Tuesday June 15, 2010


GOP House Leader Asks Obama: ‘What Happened to that Abortion Executive Order?’

By John Jalsevac

June 15, 2010 (LifeSiteNews.com) – In a meeting with President Obama last week, House Republican Leader John Boehner asked for an update about the implementation of the president’s Executive Order (EO), which purports to block abortion funding in the federal health care bill.

The EO was offered by Obama during 11th hour negotiations prior to the final vote on ObamaCare. It proved to be the carrot that convinced Democrat Rep. Bart Stupak and his cadre of pro-life Democrats to cast their crucial votes in favor of the controversial legislation.

But as Boehner staffer Kevin Boland explained on Boehner’s official blog last week: “Abortion opponents widely viewed the EO as a disingenuous maneuver made by the Administration in the final hours of the health care fight to buy off ‘pro-life’ Democrats instead of passing the anti-abortion Stupak amendment, which would have prevented federal subsidies for abortion under ObamaCare.”

In fact, the EO was almost universally condemned as woefully inadequate by pro-life groups. These sentiments were confirmed when Planned Parenthood President Cecile Richards issued a statement celebrating the passage of the health care bill and illustrating the abortion-related executive order as a merely “symbolic gesture.”

Now there are concerns that whatever meaningful provisions the order does contain may not be implemented in a timely fashion, or at all.

In his meeting with Obama Boehner pointed out that in a recent “progress report” about the implementation of the health care bill, Secretary of Health and Human Services Kathleen Sebelius made no mention of the order.

According to Michael Steel, spokesman for Boehner’s office, “The president indicated that he would provide some kind of an update on the implementation of the executive order.”

According to Citizenlink, Steel added that “There is no indication that they are moving in any way to implement the executive order in an effective way or a meaningful way.”
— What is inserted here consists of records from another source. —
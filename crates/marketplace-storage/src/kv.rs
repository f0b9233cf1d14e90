//! Key-Value store trait and typed wrapper with automatic serialization.

use std::sync::Arc;

use async_trait::async_trait;
use serde::{de::DeserializeOwned, Serialize};

use crate::StorageError;

/// Raw string key-value store.
///
/// Mirrors the device storage API the cart was written against: values are
/// opaque strings, a missing key reads as `None`.
#[async_trait]
pub trait KeyValueStore: Send + Sync {
    /// Read the value stored under `key`.
    async fn get_item(&self, key: &str) -> Result<Option<String>, StorageError>;

    /// Store `value` under `key`, replacing any previous value.
    async fn set_item(&self, key: &str, value: String) -> Result<(), StorageError>;

    /// Remove `key`. Removing a missing key is not an error.
    async fn remove_item(&self, key: &str) -> Result<(), StorageError>;
}

#[async_trait]
impl<S: KeyValueStore + ?Sized> KeyValueStore for Arc<S> {
    async fn get_item(&self, key: &str) -> Result<Option<String>, StorageError> {
        (**self).get_item(key).await
    }

    async fn set_item(&self, key: &str, value: String) -> Result<(), StorageError> {
        (**self).set_item(key, value).await
    }

    async fn remove_item(&self, key: &str) -> Result<(), StorageError> {
        (**self).remove_item(key).await
    }
}

/// Type-safe cache over any [`KeyValueStore`].
///
/// Provides automatic JSON serialization for any type that implements
/// `Serialize` and `DeserializeOwned`.
pub struct Cache<S> {
    store: S,
}

impl<S: KeyValueStore> Cache<S> {
    /// Wrap a store.
    pub fn new(store: S) -> Self {
        Self { store }
    }

    /// Access the underlying store.
    pub fn store(&self) -> &S {
        &self.store
    }

    /// Get a value from the cache.
    ///
    /// Returns `None` if the key doesn't exist. A value that exists but does
    /// not deserialize as `T` is a [`StorageError::Serialization`].
    pub async fn get<T: DeserializeOwned>(&self, key: &str) -> Result<Option<T>, StorageError> {
        match self.store.get_item(key).await? {
            Some(raw) => Ok(Some(serde_json::from_str(&raw)?)),
            None => Ok(None),
        }
    }

    /// Get the raw string stored under `key`.
    pub async fn get_raw(&self, key: &str) -> Result<Option<String>, StorageError> {
        self.store.get_item(key).await
    }

    /// Set a value in the cache.
    pub async fn set<T: Serialize + ?Sized>(&self, key: &str, value: &T) -> Result<(), StorageError> {
        let raw = serde_json::to_string(value)?;
        self.store.set_item(key, raw).await
    }

    /// Delete a value from the cache.
    pub async fn delete(&self, key: &str) -> Result<(), StorageError> {
        self.store.remove_item(key).await
    }

    /// Check if a key exists in the cache.
    pub async fn exists(&self, key: &str) -> Result<bool, StorageError> {
        Ok(self.store.get_item(key).await?.is_some())
    }
}

/// Helper to build storage keys with namespacing.
///
/// # Example
///
/// ```
/// let key = marketplace_storage::cache_key!("@Gomarketplace", "cart");
/// assert_eq!(key, "@Gomarketplace:cart");
/// ```
#[macro_export]
macro_rules! cache_key {
    ($prefix:expr, $($part:expr),+) => {{
        let mut key = String::from($prefix);
        $(
            key.push(':');
            key.push_str(&$part.to_string());
        )+
        key
    }};
}

#[cfg(test)]
mod tests {
    use serde::Deserialize;

    use super::*;
    use crate::MemoryStore;

    #[derive(Debug, PartialEq, Serialize, Deserialize)]
    struct Entry {
        id: String,
        quantity: u32,
    }

    #[test]
    fn test_cache_key_macro() {
        assert_eq!(cache_key!("cart", "user123"), "cart:user123");
        assert_eq!(cache_key!("a", 1, "b"), "a:1:b");
    }

    #[tokio::test]
    async fn test_typed_round_trip() {
        let cache = Cache::new(MemoryStore::new());
        let entries = vec![Entry {
            id: "a".to_string(),
            quantity: 2,
        }];

        cache.set("k", &entries).await.unwrap();
        let loaded: Option<Vec<Entry>> = cache.get("k").await.unwrap();

        assert_eq!(loaded, Some(entries));
        assert_eq!(
            cache.get_raw("k").await.unwrap().as_deref(),
            Some(r#"[{"id":"a","quantity":2}]"#)
        );
    }

    #[tokio::test]
    async fn test_missing_key() {
        let cache = Cache::new(MemoryStore::new());
        let loaded: Option<Vec<Entry>> = cache.get("nope").await.unwrap();
        assert!(loaded.is_none());
        assert!(!cache.exists("nope").await.unwrap());
    }

    #[tokio::test]
    async fn test_malformed_value_is_serialization_error() {
        let store = MemoryStore::new();
        store.set_item("k", "{not json".to_string()).await.unwrap();

        let cache = Cache::new(store);
        let result: Result<Option<Vec<Entry>>, _> = cache.get("k").await;
        assert!(matches!(result, Err(StorageError::Serialization(_))));
    }

    #[tokio::test]
    async fn test_delete() {
        let cache = Cache::new(MemoryStore::new());
        cache.set("k", &1u32).await.unwrap();
        cache.delete("k").await.unwrap();
        assert!(!cache.exists("k").await.unwrap());
    }

    #[tokio::test]
    async fn test_shared_store_through_arc() {
        let store = Arc::new(MemoryStore::new());
        let cache = Cache::new(Arc::clone(&store));
        cache.set("k", &"v").await.unwrap();
        assert_eq!(store.get_item("k").await.unwrap().as_deref(), Some("\"v\""));
    }
}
“What I fear is that the effect is as we suspected at the time, that there is no effect at all of this executive order.”

Boehner had asked once before for an update on the EO, in a May 13 letter to Sebelius. In that letter Boehner asked: “Has the Department provided guidance to states to implement the president’s Executive Order on abortions? When does the Administration expect to issue the directive on abortions? Will the new federal high-risk pools touted by the Administration also ensure that abortions will not be covered?”

Bohner pointed out to Sebelius that “Millions of Americans care deeply about this aspect of the new law and its implementation, and no progress report is complete without detailed information about it.”

Thus far there has been no response to that letter.